In this smart 25-minute video essay, Pixel a Day discusses the Romantic concept of "the sublime" in the context of Subnautica and The Long Dark. Don't worry, we've already made some noise in her YouTube comments about Outer Wilds.

Watch below or direct on YouTube.

Download my FREE eBook on the collapse of indie game prices an accessible and comprehensive explanation of what has happened to the market.

Sign up for the monthly Electron Dance Newsletter and follow on Twitter!

Electron Dance Highlights

Comments (4) Trackbacks (0)
  1. That was outstanding, and you were the perfect choice for the Voice of Burke. It makes perfect sense that video games are ideal platforms for exploring that “sublime” experience, simply because they put you in the world in a way other media don’t. Subnautica and The Long Dark are great examples of the specific loneliness (that is, being alone along with being in thrall to the existential dread of enormity).

    Some populous games have a pretty good take on it as well, despite the presence of others–NPC or not–in the world. For obvious reasons I found myself thinking about Elite:Dangerous during the video. There we have a scale model of the galaxy, essentially designed to humble the player before the void; yet aside from just the vastness of it, I didn’t feel the sublime as it’s described in this video, and not just because there are other players and characters floating around out there. It’s a little too sterile. Despite beautiful screenshot fodder, once you get close, there’s not much difference between Point In Space X and Point In Space Y.

    Watching the video made me highlight various games on my list that I’ve been meaning to visit or revisit.

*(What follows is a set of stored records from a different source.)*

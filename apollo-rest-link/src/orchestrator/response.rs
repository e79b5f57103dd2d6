//! Turns an HTTP response into typed data and projects it onto a selection.

use serde_json_bytes::ByteString;
use serde_json_bytes::Map;
use serde_json_bytes::Value as JSON;

use crate::error::NetworkError;
use crate::error::RestLinkError;
use crate::fetch::FetchResponse;
use crate::field_names;
use crate::link::Inner;
use crate::spec::RestCallSpec;
use crate::type_patcher::TYPENAME;

pub(crate) fn handle_response(
    link: &Inner,
    spec: &RestCallSpec,
    uri: &str,
    response: FetchResponse,
) -> Result<JSON, RestLinkError> {
    if !response.status.is_success() {
        let body = String::from_utf8_lossy(&response.body).into_owned();
        let json = serde_json::from_slice::<JSON>(&response.body).ok();
        tracing::error!(uri, status = %response.status, "HTTP fetch failed");
        return Err(NetworkError::Status {
            uri: uri.to_string(),
            status: response.status,
            body,
            json,
        }
        .into());
    }

    // 204 No Content and friends
    if response.body.iter().all(u8::is_ascii_whitespace) {
        return Ok(JSON::Null);
    }

    let data: JSON =
        serde_json::from_slice(&response.body).map_err(|err| NetworkError::InvalidResponseBody {
            uri: uri.to_string(),
            reason: err.to_string(),
        })?;

    let data = match field_names::select(
        spec.field_name_normalizer.as_ref(),
        link.field_name_normalizer.as_ref(),
    ) {
        Some(normalizer) => normalizer.transform_keys(&data)?,
        None => data,
    };

    Ok(link.type_patcher.patch(&data, spec.type_name())?)
}

/// Keep the `__typename` of `source` on a projected object even when it was
/// not selected.
pub(crate) fn keep_typename(source: &Map<ByteString, JSON>, projected: &mut Map<ByteString, JSON>) {
    if projected.contains_key(TYPENAME) {
        return;
    }
    if let Some(typename) = source.get(TYPENAME) {
        projected.insert(ByteString::from(TYPENAME), typename.clone());
    }
}
//! ## Usage
//!
//! Resolves GraphQL operations whose fields carry `@rest` directives by calling
//! REST endpoints, then reshapes the JSON responses into the requested selection.
//!
//! ```ignore
//! let link = RestLink::builder()
//!     .configuration(Configuration::from_yaml("uri: https://api.example.com")?)
//!     .build()?;
//! let operation = link.parse_operation(
//!     r#"query { post(id: "1") @rest(type: "Post", path: "/post/:id") { id title } }"#,
//!     None,
//! )?;
//! let response = link.execute(Request::builder().operation(operation).build()).await?;
//! ```

#![warn(
    rustdoc::broken_intra_doc_links,
    unreachable_patterns,
    unused,
    while_true,
    unconditional_panic,
    clippy::all
)]

pub mod configuration;
pub mod context;
pub mod error;
pub mod fetch;
pub mod field_names;
pub mod headers;
mod link;
pub mod operation;
mod orchestrator;
pub mod path_template;
pub mod registry;
pub mod spec;
pub mod type_patcher;

pub use crate::configuration::Configuration;
pub use crate::context::RequestContext;
pub use crate::error::RestLinkError;
pub use crate::fetch::Fetch;
pub use crate::link::Request;
pub use crate::link::Response;
pub use crate::link::RestLink;
pub use crate::operation::Field;
pub use crate::operation::Operation;
pub use crate::spec::RestCallSpec;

Great analysis!

  2. Thanks Steerpike. Although you were spared my Irish takes which I attempted because Burke was a Dubliner, it seems.

    As you infer with your Elite Dangerous example, generating the sublime in videogames is also not all that simple – you can’t just put someone in a big space and say, ta-da, feel the sublime! It takes some craft to generate these complex emotions. Miasmata, for example, hovers around the sublime but doesn’t quite nail it. (Does it need to? No.)

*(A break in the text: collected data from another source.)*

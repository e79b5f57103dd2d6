//! Injects `__typename` into response data.
//!
//! Every object produced by a call is tagged with the call's declared type.
//! Arrays, however deeply nested, are walked element by element and are never
//! tagged themselves. A table of per-type functions may then tag named children
//! with their own types, by calling back into [`TypePatcher::patch`].

use std::collections::HashMap;
use std::sync::Arc;

use serde_json_bytes::ByteString;
use serde_json_bytes::Value as JSON;
use tower::BoxError;

use crate::error::ConfigurationError;
use crate::error::TransformError;

pub const TYPENAME: &str = "__typename";

type PatchFn = dyn Fn(JSON, &str, &TypePatcher) -> Result<JSON, BoxError> + Send + Sync;

/// A per-type patch function.
///
/// It receives a copy of the object already tagged with its type, the type
/// name, and the patcher so it can recurse into children.
#[derive(Clone)]
pub struct Patch(Arc<PatchFn>);

impl Patch {
    pub fn new<F>(patch: F) -> Self
    where
        F: Fn(JSON, &str, &TypePatcher) -> Result<JSON, BoxError> + Send + Sync + 'static,
    {
        Self(Arc::new(patch))
    }

    /// A patch tagging the listed child fields with the given types.
    pub fn fields<I, K, V>(fields: I) -> Self
    where
        I: IntoIterator<Item = (K, V)>,
        K: Into<String>,
        V: Into<String>,
    {
        let fields: Vec<(String, String)> = fields
            .into_iter()
            .map(|(field, type_name)| (field.into(), type_name.into()))
            .collect();
        Self::new(move |mut node, _, patcher| {
            if let JSON::Object(object) = &mut node {
                for (field, type_name) in &fields {
                    if let Some(child) = object.get_mut(field.as_str()) {
                        *child = patcher.patch(child, type_name)?;
                    }
                }
            }
            Ok(node)
        })
    }
}

impl std::fmt::Debug for Patch {
    fn fmt(&self, f: &mut std::fmt::Formatter<'_>) -> std::fmt::Result {
        f.write_str("Patch")
    }
}

#[derive(Clone, Debug, Default)]
pub struct TypePatcher {
    table: HashMap<String, Patch>,
}

impl TypePatcher {
    pub fn new(table: HashMap<String, Patch>) -> Result<Self, ConfigurationError> {
        if table.contains_key("") {
            return Err(ConfigurationError::EmptyTypePatcherKey);
        }
        Ok(Self { table })
    }

    /// Tag `node` with `type_name`. The input is left untouched.
    pub fn patch(&self, node: &JSON, type_name: &str) -> Result<JSON, TransformError> {
        match node {
            JSON::Array(items) => items
                .iter()
                .map(|item| self.patch(item, type_name))
                .collect::<Result<Vec<_>, _>>()
                .map(JSON::Array),
            JSON::Object(object) => {
                let mut tagged = object.clone();
                tagged.insert(
                    ByteString::from(TYPENAME),
                    JSON::String(ByteString::from(type_name)),
                );
                let tagged = JSON::Object(tagged);
                match self.table.get(type_name) {
                    Some(patch) => {
                        (patch.0)(tagged, type_name, self).map_err(|err| {
                            TransformError::TypePatcher {
                                type_name: type_name.to_string(),
                                reason: err.to_string(),
                            }
                        })
                    }
                    None => Ok(tagged),
                }
            }
            // null and scalars carry no type
            other => Ok(other.clone()),
        }
    }
}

    I’m thinking also of NaissanceE which is incredibly unnatural but still throbs with the same, raw power.

  3. The video captured its intended definition of “sublime” in the clip from Shadow of the Colossus, that first moment when you, even knowing generally what the game is about, clamber onto a cliff top and see, for the first time, the majestic enormity of a furry Colossan ankle as it strides by, wholly unaware of you. Where before you had not been a speck, now you are a speck–literally, to this creature–and in that moment you wonder what right you have to be present at all in an existence containing such things.

    Though as she later remarks, many games de-sublimate somewhat by adding the traditional game loop; Nightmare Defeated, Colossus destroyed, etc. Subnautica and The Long Dark really just put you in the sublime environment and leave the rest up to you. You never really have to pursue the objectives of Subnautica, and I’ll bet a lot of people didn’t, preferring to play even the campaign as a sandbox creative. And of course The Long Dark’s “real” mode is just a pure snowbox. Other survival games that have this mechanic often don’t have the overwhelming, transcendental sense of insignificance. And it can be so powerful, developers should experiment more with its uses and the opportunities they might present.

    It’s funny that the meaning of the word “sublime” has evolved, in common usage, into a sort of enervating delight or magical joy. I’m not sure if the origin of the word is Latin, but “sub” “limes” would translate roughly as “below the threshold,” (Roman history degree used for the second time in 20 years!) which opens up a whole raft of discussion about how the philosophers who first coined its use in this context interpreted it.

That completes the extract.